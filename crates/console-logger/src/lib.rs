//! Console Logger
//!
//! `tracing-subscriber` fmt setup for WASM frontends. Each formatted event is
//! written to the browser console with the method matching its level
//! (stderr when running natively, e.g. under `cargo test`).

use std::io;
use std::sync::OnceLock;

use tracing::{Level, Metadata, Subscriber};
use tracing_subscriber::fmt::format::Writer;
use tracing_subscriber::fmt::time::FormatTime;
use tracing_subscriber::fmt::MakeWriter;

/// Name of the app that installed the global subscriber
static INSTALLED_FOR: OnceLock<String> = OnceLock::new();

#[derive(Debug, thiserror::Error)]
pub enum InitError {
    #[error("logger already initialised for {0}")]
    AlreadyInitialised(String),
    #[error("failed to install tracing subscriber: {0}")]
    Install(String),
}

/// Wall-clock timestamps via chrono (`SystemTime` is unavailable in the browser)
#[derive(Clone, Copy, Debug, Default)]
pub struct ChronoTimer;

impl FormatTime for ChronoTimer {
    fn format_time(&self, w: &mut Writer<'_>) -> std::fmt::Result {
        write!(w, "{}", chrono::Local::now().format("%H:%M:%S%.3f"))
    }
}

/// Browser console method used for a level
#[derive(Clone, Copy, Debug, PartialEq, Eq)]
pub enum ConsoleMethod {
    Error,
    Warn,
    Info,
    Log,
    Debug,
}

pub fn console_method(level: Level) -> ConsoleMethod {
    match level {
        Level::ERROR => ConsoleMethod::Error,
        Level::WARN => ConsoleMethod::Warn,
        Level::INFO => ConsoleMethod::Info,
        Level::DEBUG => ConsoleMethod::Log,
        Level::TRACE => ConsoleMethod::Debug,
    }
}

#[cfg(target_arch = "wasm32")]
fn emit(method: ConsoleMethod, line: &str) {
    use wasm_bindgen::JsValue;
    let value = JsValue::from_str(line);
    match method {
        ConsoleMethod::Error => web_sys::console::error_1(&value),
        ConsoleMethod::Warn => web_sys::console::warn_1(&value),
        ConsoleMethod::Info => web_sys::console::info_1(&value),
        ConsoleMethod::Log => web_sys::console::log_1(&value),
        ConsoleMethod::Debug => web_sys::console::debug_1(&value),
    }
}

#[cfg(not(target_arch = "wasm32"))]
fn emit(_method: ConsoleMethod, line: &str) {
    eprintln!("{}", line);
}

/// Buffers one formatted event and emits it when dropped
pub struct ConsoleWriter {
    method: ConsoleMethod,
    buf: Vec<u8>,
}

impl io::Write for ConsoleWriter {
    fn write(&mut self, bytes: &[u8]) -> io::Result<usize> {
        self.buf.extend_from_slice(bytes);
        Ok(bytes.len())
    }

    fn flush(&mut self) -> io::Result<()> {
        if self.buf.is_empty() {
            return Ok(());
        }
        let line = String::from_utf8_lossy(&self.buf);
        emit(self.method, line.trim_end());
        self.buf.clear();
        Ok(())
    }
}

impl Drop for ConsoleWriter {
    fn drop(&mut self) {
        let _ = io::Write::flush(self);
    }
}

#[derive(Clone, Copy, Debug, Default)]
pub struct MakeConsoleWriter;

impl<'a> MakeWriter<'a> for MakeConsoleWriter {
    type Writer = ConsoleWriter;

    fn make_writer(&'a self) -> Self::Writer {
        ConsoleWriter { method: ConsoleMethod::Log, buf: Vec::new() }
    }

    fn make_writer_for(&'a self, meta: &Metadata<'_>) -> Self::Writer {
        ConsoleWriter { method: console_method(*meta.level()), buf: Vec::new() }
    }
}

/// Level used when the caller has no preference
pub fn default_level() -> Level {
    if cfg!(debug_assertions) { Level::DEBUG } else { Level::INFO }
}

/// Build the fmt subscriber around any writer
pub fn subscriber<W>(writer: W, level: Level) -> impl Subscriber + Send + Sync + 'static
where
    W: for<'a> MakeWriter<'a> + Send + Sync + 'static,
{
    tracing_subscriber::fmt()
        .with_writer(writer)
        .with_timer(ChronoTimer)
        .with_ansi(false)
        .with_max_level(level)
        .with_target(true)
        .compact()
        .finish()
}

/// Install the console subscriber as the global default
pub fn init_logger(app_name: &str, level: Level) -> Result<(), InitError> {
    if let Some(existing) = INSTALLED_FOR.get() {
        return Err(InitError::AlreadyInitialised(existing.clone()));
    }
    tracing::subscriber::set_global_default(subscriber(MakeConsoleWriter, level))
        .map_err(|e| InitError::Install(e.to_string()))?;
    let _ = INSTALLED_FOR.set(app_name.to_string());
    tracing::info!(app = app_name, %level, "logger ready");
    Ok(())
}
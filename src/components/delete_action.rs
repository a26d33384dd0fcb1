//! Delete Action Component
//!
//! Red action revealed behind a swiped card. Deletes immediately, no confirm step.

use leptos::prelude::*;

use crate::components::DeleteIcon;

/// Delete button sized to sit behind a card
///
/// # Arguments
/// * `width_px` / `height_px` - Size of the action surface
/// * `on_delete` - Callback to execute when pressed
#[component]
pub fn DeleteAction(
    width_px: f64,
    height_px: f64,
    #[prop(into)] on_delete: Callback<()>,
) -> impl IntoView {
    view! {
        <div
            class="delete-action"
            style=format!("width: {}px; height: {}px;", width_px, height_px)
        >
            <button
                class="delete-btn"
                title="Delete"
                on:click=move |ev| {
                    ev.stop_propagation();
                    on_delete.run(());
                }
            >
                <DeleteIcon />
            </button>
        </div>
    }
}
//! Application Context
//!
//! Shared configuration provided via Leptos Context API.

use leptos::prelude::*;

use crate::config::SwipeConfig;

/// App-wide values provided via context
#[derive(Clone, Copy)]
pub struct AppContext {
    pub config: SwipeConfig,
}

impl AppContext {
    pub fn new(config: SwipeConfig) -> Self {
        Self { config }
    }
}

/// Get the app context
pub fn use_app_context() -> AppContext {
    expect_context::<AppContext>()
}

■ **WHAT YOU ARE ASKED TO DO**: From the data above, copy out every line with the string "Send" in it.

■ **RESULT**:
pub fn subscriber<W>(writer: W, level: Level) -> impl Subscriber + Send + Sync + 'static
    W: for<'a> MakeWriter<'a> + Send + Sync + 'static,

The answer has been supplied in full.